Data records -
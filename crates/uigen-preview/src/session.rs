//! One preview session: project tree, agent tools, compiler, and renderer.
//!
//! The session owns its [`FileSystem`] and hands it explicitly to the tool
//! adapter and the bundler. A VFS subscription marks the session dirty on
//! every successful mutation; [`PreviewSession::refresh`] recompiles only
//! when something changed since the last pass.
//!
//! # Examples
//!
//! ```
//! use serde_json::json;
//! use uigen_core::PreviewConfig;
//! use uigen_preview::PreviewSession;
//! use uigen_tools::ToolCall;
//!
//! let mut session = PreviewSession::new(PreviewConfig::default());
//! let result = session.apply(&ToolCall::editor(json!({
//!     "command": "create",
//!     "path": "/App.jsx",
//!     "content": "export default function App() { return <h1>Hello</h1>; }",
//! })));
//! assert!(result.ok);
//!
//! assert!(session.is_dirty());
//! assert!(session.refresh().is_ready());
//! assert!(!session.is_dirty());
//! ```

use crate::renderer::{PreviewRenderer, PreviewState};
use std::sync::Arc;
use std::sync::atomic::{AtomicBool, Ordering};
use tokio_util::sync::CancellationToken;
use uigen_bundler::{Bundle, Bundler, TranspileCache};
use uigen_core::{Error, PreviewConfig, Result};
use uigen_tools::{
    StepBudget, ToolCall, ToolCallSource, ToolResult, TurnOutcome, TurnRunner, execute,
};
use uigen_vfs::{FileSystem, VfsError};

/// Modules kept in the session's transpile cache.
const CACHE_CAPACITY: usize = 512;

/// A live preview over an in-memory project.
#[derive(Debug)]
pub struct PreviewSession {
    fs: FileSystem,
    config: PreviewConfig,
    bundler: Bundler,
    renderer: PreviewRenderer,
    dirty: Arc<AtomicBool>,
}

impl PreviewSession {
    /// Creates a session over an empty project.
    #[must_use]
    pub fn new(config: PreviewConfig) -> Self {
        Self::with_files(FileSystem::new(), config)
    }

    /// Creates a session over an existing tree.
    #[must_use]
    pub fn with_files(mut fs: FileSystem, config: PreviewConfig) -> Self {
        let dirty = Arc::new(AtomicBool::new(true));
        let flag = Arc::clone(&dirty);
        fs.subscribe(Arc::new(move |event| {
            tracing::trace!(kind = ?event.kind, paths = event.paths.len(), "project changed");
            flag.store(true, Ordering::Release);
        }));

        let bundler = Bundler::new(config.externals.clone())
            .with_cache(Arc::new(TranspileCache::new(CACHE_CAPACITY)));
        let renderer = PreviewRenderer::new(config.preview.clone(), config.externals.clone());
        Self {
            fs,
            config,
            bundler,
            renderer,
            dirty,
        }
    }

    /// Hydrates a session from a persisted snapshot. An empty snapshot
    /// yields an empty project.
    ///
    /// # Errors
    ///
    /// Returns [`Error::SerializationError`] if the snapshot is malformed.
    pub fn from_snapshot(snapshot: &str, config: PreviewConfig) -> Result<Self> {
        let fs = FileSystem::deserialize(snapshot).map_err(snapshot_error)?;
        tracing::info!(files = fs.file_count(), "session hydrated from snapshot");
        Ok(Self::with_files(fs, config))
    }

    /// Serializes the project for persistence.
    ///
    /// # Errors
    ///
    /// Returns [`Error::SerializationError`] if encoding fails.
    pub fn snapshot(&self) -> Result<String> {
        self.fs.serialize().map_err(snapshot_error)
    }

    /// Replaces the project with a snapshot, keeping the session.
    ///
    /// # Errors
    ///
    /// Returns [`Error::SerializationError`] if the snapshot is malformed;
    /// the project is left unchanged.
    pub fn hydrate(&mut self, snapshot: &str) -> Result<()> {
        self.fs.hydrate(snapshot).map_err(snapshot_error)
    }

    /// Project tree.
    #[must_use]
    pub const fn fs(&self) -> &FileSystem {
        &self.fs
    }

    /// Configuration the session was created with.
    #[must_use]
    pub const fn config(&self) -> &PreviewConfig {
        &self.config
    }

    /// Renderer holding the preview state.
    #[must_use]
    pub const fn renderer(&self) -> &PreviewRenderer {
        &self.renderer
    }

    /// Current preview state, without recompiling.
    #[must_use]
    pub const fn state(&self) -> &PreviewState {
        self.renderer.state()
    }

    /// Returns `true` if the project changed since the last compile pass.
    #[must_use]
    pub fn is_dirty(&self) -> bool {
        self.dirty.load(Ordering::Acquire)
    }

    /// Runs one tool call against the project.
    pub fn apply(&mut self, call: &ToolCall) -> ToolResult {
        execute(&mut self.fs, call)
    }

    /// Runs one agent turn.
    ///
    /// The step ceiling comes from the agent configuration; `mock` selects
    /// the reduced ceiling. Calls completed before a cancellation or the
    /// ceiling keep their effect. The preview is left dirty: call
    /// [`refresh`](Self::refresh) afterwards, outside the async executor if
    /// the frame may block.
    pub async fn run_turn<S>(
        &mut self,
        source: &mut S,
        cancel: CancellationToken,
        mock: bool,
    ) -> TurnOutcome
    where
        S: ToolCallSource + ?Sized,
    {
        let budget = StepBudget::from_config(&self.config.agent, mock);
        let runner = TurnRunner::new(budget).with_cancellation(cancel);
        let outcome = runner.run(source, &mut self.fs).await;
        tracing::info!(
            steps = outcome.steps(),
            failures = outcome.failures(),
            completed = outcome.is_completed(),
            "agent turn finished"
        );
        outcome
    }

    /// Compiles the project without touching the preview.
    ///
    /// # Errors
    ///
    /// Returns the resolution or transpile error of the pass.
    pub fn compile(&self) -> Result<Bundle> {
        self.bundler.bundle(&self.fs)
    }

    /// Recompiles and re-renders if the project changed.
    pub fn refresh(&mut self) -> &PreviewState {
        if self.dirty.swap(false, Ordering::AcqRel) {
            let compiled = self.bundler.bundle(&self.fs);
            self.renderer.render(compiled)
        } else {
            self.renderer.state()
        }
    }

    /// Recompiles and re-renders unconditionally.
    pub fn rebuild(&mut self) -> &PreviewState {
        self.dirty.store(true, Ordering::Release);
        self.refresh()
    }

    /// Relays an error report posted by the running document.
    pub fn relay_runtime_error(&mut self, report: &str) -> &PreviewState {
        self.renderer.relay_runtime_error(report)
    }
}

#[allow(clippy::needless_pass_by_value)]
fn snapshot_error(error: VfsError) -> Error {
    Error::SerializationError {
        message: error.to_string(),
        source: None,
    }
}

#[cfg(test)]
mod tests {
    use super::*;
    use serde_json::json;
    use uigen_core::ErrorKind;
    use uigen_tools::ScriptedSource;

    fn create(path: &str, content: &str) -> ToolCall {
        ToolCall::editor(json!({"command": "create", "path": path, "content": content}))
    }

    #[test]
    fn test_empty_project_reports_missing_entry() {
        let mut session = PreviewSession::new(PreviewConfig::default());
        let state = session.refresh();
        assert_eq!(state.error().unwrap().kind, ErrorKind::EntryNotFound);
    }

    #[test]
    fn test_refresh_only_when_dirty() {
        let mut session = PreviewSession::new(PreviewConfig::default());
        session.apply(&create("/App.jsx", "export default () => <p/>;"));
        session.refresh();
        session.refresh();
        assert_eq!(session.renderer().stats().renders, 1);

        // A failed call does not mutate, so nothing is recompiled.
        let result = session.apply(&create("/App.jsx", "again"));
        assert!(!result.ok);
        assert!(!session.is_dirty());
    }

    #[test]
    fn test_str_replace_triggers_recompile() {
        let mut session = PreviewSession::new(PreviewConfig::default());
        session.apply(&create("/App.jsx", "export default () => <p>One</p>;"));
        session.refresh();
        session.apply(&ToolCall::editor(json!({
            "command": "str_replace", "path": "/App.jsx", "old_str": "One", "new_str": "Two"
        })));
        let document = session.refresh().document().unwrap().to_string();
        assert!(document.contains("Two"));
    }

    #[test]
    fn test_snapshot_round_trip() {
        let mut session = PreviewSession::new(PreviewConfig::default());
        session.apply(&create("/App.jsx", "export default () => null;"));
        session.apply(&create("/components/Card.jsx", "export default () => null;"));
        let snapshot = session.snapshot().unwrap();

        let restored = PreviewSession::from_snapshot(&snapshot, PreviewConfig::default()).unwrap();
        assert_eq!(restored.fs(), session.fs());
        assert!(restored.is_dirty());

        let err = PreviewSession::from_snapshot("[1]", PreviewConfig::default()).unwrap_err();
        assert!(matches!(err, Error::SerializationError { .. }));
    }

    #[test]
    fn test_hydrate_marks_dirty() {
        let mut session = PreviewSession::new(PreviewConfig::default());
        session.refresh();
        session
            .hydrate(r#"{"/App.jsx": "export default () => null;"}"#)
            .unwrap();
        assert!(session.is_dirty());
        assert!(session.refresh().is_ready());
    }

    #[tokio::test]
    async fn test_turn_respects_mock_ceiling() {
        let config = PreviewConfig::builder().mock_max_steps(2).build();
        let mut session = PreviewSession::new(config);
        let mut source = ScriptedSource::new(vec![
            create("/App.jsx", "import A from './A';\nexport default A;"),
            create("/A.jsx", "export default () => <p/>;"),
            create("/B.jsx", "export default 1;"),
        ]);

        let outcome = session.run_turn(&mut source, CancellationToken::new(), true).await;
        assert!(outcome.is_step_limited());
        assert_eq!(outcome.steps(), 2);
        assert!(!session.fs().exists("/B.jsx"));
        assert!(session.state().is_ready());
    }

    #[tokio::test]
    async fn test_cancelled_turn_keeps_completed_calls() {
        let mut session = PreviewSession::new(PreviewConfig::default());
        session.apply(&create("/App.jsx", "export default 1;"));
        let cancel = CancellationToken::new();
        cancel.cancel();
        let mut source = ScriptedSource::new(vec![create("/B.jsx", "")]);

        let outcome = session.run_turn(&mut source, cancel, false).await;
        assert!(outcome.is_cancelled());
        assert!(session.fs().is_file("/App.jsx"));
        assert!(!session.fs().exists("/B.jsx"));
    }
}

...

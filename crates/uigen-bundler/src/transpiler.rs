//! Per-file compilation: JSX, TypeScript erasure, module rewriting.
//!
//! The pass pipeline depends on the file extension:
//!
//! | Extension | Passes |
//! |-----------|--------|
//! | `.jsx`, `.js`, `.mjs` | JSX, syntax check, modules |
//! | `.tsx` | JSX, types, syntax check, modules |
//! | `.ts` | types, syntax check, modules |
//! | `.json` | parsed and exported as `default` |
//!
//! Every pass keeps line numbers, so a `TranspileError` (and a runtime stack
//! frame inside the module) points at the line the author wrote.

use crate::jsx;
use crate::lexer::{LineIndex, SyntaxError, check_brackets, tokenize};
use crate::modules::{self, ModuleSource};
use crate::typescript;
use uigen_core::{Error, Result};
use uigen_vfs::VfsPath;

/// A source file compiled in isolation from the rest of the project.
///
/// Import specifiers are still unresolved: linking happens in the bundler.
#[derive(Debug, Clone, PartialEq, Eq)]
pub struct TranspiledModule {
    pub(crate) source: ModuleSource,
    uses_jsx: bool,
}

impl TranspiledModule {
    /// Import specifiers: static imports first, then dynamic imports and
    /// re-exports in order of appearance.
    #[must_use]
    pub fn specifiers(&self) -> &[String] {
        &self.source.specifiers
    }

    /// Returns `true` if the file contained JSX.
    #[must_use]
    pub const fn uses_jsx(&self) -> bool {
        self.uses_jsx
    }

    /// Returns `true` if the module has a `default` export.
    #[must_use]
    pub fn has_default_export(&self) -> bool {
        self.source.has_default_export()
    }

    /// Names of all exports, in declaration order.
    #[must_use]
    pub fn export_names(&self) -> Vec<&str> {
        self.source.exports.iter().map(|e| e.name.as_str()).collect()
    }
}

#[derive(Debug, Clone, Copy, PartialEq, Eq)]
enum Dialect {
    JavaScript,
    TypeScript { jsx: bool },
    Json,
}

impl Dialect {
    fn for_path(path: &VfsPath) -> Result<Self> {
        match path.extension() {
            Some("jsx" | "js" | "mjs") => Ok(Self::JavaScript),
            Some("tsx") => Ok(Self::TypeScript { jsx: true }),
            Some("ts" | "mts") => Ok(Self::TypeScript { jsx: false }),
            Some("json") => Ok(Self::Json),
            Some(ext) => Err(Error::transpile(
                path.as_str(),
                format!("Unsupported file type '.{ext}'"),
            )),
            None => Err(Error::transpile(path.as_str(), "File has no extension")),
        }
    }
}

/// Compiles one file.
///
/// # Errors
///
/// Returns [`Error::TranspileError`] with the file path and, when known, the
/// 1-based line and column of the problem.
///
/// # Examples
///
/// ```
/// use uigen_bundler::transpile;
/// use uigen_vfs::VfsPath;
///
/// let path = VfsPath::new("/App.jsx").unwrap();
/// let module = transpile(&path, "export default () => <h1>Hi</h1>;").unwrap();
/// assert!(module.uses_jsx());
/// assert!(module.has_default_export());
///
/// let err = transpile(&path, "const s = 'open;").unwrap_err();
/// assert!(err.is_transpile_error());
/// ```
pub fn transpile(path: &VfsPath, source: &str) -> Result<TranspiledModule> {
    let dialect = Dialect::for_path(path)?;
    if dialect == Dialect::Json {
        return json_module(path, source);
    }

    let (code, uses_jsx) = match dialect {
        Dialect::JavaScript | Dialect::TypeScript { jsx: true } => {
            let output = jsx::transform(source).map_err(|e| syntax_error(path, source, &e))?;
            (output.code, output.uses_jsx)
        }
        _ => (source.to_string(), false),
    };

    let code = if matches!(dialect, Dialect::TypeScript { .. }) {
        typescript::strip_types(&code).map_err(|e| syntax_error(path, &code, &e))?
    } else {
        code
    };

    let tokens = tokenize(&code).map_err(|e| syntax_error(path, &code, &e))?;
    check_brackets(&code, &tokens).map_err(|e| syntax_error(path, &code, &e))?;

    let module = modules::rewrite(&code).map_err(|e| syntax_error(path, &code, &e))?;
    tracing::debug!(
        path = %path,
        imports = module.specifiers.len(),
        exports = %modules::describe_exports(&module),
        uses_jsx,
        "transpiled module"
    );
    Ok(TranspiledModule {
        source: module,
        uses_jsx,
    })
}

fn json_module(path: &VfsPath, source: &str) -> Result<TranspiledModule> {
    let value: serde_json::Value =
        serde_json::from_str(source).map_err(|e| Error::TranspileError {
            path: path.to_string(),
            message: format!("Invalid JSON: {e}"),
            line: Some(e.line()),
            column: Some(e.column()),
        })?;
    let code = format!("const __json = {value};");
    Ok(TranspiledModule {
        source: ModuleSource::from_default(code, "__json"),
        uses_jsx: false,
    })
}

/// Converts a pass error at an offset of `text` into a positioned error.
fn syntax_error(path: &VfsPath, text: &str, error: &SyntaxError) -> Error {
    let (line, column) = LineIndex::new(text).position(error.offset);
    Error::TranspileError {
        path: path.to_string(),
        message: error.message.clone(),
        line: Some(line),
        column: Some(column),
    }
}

* * *

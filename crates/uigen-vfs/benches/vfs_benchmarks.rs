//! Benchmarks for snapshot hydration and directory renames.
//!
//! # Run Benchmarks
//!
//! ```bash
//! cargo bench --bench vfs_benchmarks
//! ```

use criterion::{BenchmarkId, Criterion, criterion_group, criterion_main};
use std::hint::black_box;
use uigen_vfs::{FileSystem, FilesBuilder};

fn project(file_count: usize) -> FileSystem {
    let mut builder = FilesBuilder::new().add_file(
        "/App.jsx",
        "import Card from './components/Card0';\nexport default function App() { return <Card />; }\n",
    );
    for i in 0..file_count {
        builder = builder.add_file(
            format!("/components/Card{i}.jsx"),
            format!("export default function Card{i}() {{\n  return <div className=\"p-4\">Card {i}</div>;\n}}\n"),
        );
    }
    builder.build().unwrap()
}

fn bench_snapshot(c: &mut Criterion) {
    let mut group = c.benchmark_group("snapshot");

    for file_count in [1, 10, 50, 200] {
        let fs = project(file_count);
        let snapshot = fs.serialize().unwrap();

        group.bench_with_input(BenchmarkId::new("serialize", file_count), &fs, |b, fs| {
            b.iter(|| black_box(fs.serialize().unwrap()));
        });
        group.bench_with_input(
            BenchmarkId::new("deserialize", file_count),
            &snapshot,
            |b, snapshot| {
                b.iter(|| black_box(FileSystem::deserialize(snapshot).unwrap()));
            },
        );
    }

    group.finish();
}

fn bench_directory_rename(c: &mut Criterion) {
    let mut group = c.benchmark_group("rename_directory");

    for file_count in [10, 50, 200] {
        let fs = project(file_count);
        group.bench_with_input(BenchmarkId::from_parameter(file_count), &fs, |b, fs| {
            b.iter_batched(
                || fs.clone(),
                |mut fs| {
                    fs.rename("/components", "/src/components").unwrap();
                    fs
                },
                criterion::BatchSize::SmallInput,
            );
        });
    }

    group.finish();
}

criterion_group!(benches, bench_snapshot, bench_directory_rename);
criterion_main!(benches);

About this exercise - Which of the lines in the material above contain "async"? Copy each one out.

Exercise result -
    /// [`refresh`](Self::refresh) afterwards, outside the async executor if
    pub async fn run_turn<S>(
    async fn test_turn_respects_mock_ceiling() {
    async fn test_cancelled_turn_keeps_completed_calls() {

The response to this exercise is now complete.